The low amount and small number of cases of scientific investigations concerning the impact of Protein-Z on bleeding incidents of unknown origin lead to different results and interpretations. Some authors assume, on the basis of serial investigations in patients with unexplained haemorrhagia, that Protein-Z does not play an important role in the explanation of bleeding tendencies.13, 14 In contrast to this Gross and co-workers concluded from the examination of two families with increased bleeding tendency that low Protein-Z levels could exacerbate originally mild bleeding disorders.15 According to Kemkes-Matthes and Matthes1 over 50% of patients with recurrent bleeding incidents showed diminished levels of Protein-Z when other coagulation defects had been excluded. Moreover, they found a correlation between the severity of bleeding complications and the exact level of Protein-Z (they investigated oral and cardiosurgical interventions and patients undergoing adenotomies and tonsillectomies).16, 17, 18 A plasma level below 1000 μg/l was combined with a significant increase of intraoperative blood loss.
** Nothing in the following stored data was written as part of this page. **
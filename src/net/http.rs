//! Transport seam between request construction and the browser.
//!
//! DESIGN
//! ======
//! Requests and responses are plain values so the API layer can be driven by
//! any `Transport`. The browser build sends them with `gloo-net`; tests use a
//! recording transport.
//!
//! TRADE-OFFS
//! ==========
//! The trait uses `async fn` without a `Send` bound. Everything runs on the
//! single browser thread, so futures never cross threads.

#[cfg(test)]
#[path = "http_test.rs"]
mod http_test;

use serde::de::DeserializeOwned;

use super::error::ApiError;

/// HTTP verbs used by the project API.
#[derive(Clone, Copy, Debug, PartialEq, Eq)]
pub enum Method {
    Get,
    Post,
    Put,
    Delete,
}

impl Method {
    pub fn as_str(self) -> &'static str {
        match self {
            Self::Get => "GET",
            Self::Post => "POST",
            Self::Put => "PUT",
            Self::Delete => "DELETE",
        }
    }
}

/// A fully built API request.
#[derive(Clone, Debug, PartialEq)]
pub struct ApiRequest {
    pub method: Method,
    pub url: String,
    /// Bearer token; sent as `Authorization: Bearer <token>`.
    pub token: String,
    /// JSON body, if any.
    pub body: Option<serde_json::Value>,
}

impl ApiRequest {
    pub fn new(method: Method, url: String, token: &str) -> Self {
        Self { method, url, token: token.to_owned(), body: None }
    }

    #[must_use]
    pub fn with_body(mut self, body: serde_json::Value) -> Self {
        self.body = Some(body);
        self
    }

    /// Value of the `Authorization` header.
    pub fn authorization(&self) -> String {
        format!("Bearer {}", self.token)
    }
}

/// Status and raw body text of a completed request.
#[derive(Clone, Debug, PartialEq, Eq)]
pub struct ApiResponse {
    pub status: u16,
    pub body: String,
}

impl ApiResponse {
    pub fn new(status: u16, body: impl Into<String>) -> Self {
        Self { status, body: body.into() }
    }

    pub fn is_success(&self) -> bool {
        (200..300).contains(&self.status)
    }

    /// Fail with `ApiError::Status` unless the status is 2xx.
    ///
    /// # Errors
    ///
    /// Returns the status and body text of a non-2xx response.
    pub fn error_for_status(self) -> Result<Self, ApiError> {
        if self.is_success() {
            Ok(self)
        } else {
            Err(ApiError::Status { status: self.status, body: self.body })
        }
    }

    /// Decode the body as JSON.
    ///
    /// # Errors
    ///
    /// Returns `ApiError::Decode` if the body does not match `T`.
    pub fn json<T: DeserializeOwned>(&self) -> Result<T, ApiError> {
        serde_json::from_str(&self.body).map_err(|e| ApiError::Decode(e.to_string()))
    }
}

/// Sends an `ApiRequest` and yields the raw response.
#[allow(async_fn_in_trait)]
pub trait Transport {
    /// # Errors
    ///
    /// Returns `ApiError::Network` when no response was received.
    async fn send(&self, request: ApiRequest) -> Result<ApiResponse, ApiError>;
}

impl<T: Transport + ?Sized> Transport for &T {
    async fn send(&self, request: ApiRequest) -> Result<ApiResponse, ApiError> {
        (**self).send(request).await
    }
}

/// `fetch`-backed transport for the browser build.
#[derive(Clone, Copy, Debug, Default)]
pub struct BrowserTransport;

impl Transport for BrowserTransport {
    async fn send(&self, request: ApiRequest) -> Result<ApiResponse, ApiError> {
        #[cfg(feature = "csr")]
        {
            use gloo_net::http::Request;

            let builder = match request.method {
                Method::Get => Request::get(&request.url),
                Method::Post => Request::post(&request.url),
                Method::Put => Request::put(&request.url),
                Method::Delete => Request::delete(&request.url),
            }
            .header("Authorization", &request.authorization());

            let prepared = match &request.body {
                Some(body) => builder.json(body).map_err(|e| ApiError::Encode(e.to_string()))?,
                None => builder.build().map_err(|e| ApiError::Network(e.to_string()))?,
            };
            let resp = prepared.send().await.map_err(|e| ApiError::Network(e.to_string()))?;
            let status = resp.status();
            let body = resp.text().await.map_err(|e| ApiError::Network(e.to_string()))?;
            Ok(ApiResponse { status, body })
        }
        #[cfg(not(feature = "csr"))]
        {
            let _ = request;
            Err(ApiError::Unavailable)
        }
    }
}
In 1995, Greten and co-workers described a female patient with previous severe intraoperative bleeding which occurred at a Protein-Z level of 600 μg/l.9 Under substitution of a prothrombin complex concentrate containing Protein-Z an acute cholecystectomy could be performed without bleeding complications later. The same observation was reported recently from Kemkes-Matthes and Matthes concerning a further patient with a preoperative Protein-Z level of about 500 μg/l, where a sufficient perioperative haemostasis could be achieved with the same regimen.5

Our case confirms these observations and shows that elective surgical interventions can be performed safely under an adequate compensation of the coagulation defency.

Protein-Z is not available as a single factor for substitution therapy, but it is represented in PPSB-concentrates in a concentration between 70 and 200 μg/ml. Comparative analyses have shown different levels of Protein-Z in different preparations of coagulation factor concentrates.19 An adequate substitution for patients with documented Protein-Z deficiency using fresh-frozen-plasma is not practicable and tolerable because of the enormous volumetric load.

The PPSB dose regimen so far is based on experience derived from few case reports and implies a dosage, that in extensive operations with high-bleeding risk the Protein-Z level ideally should be raised to the upper physiological range. Based on initial values between 500 and 700 μg/l this can normally been achieved by the preoperative application of 2000 IE PPSB (Beriplex P/N from Aventis-Behring, now ZLB-Behring). PPSB is the only preparation so far where data concerning Protein-Z concentration are available.19

The case described by our group adds further information to these experiences because the pre-, intra- and postoperative measurements of Protein-Z here could give proof of the sufficiency of the substitution of Protein-Z using PPSB throughout the whole ‘sensitive phase’. Furthermore, the applied doses lying between 1000 and 2000 IE PPSB can serve as a practical guide-line for the safe planning of surgical interventions under these preconditions in the future. For interventions with a somewhat lower bleeding risk the application of 1000 IE PPSB is sufficient, because it reaches a preventive plasma level of above 1000 μg/l, as shown in our case. The indication for repeated applications of Protein-Z containing preparations during one session must be made individually depending on the kind and duration of the intervention and regarding the obvious blood loss, as in this case laboratory results of the actual Protein-Z level usually are not at hand.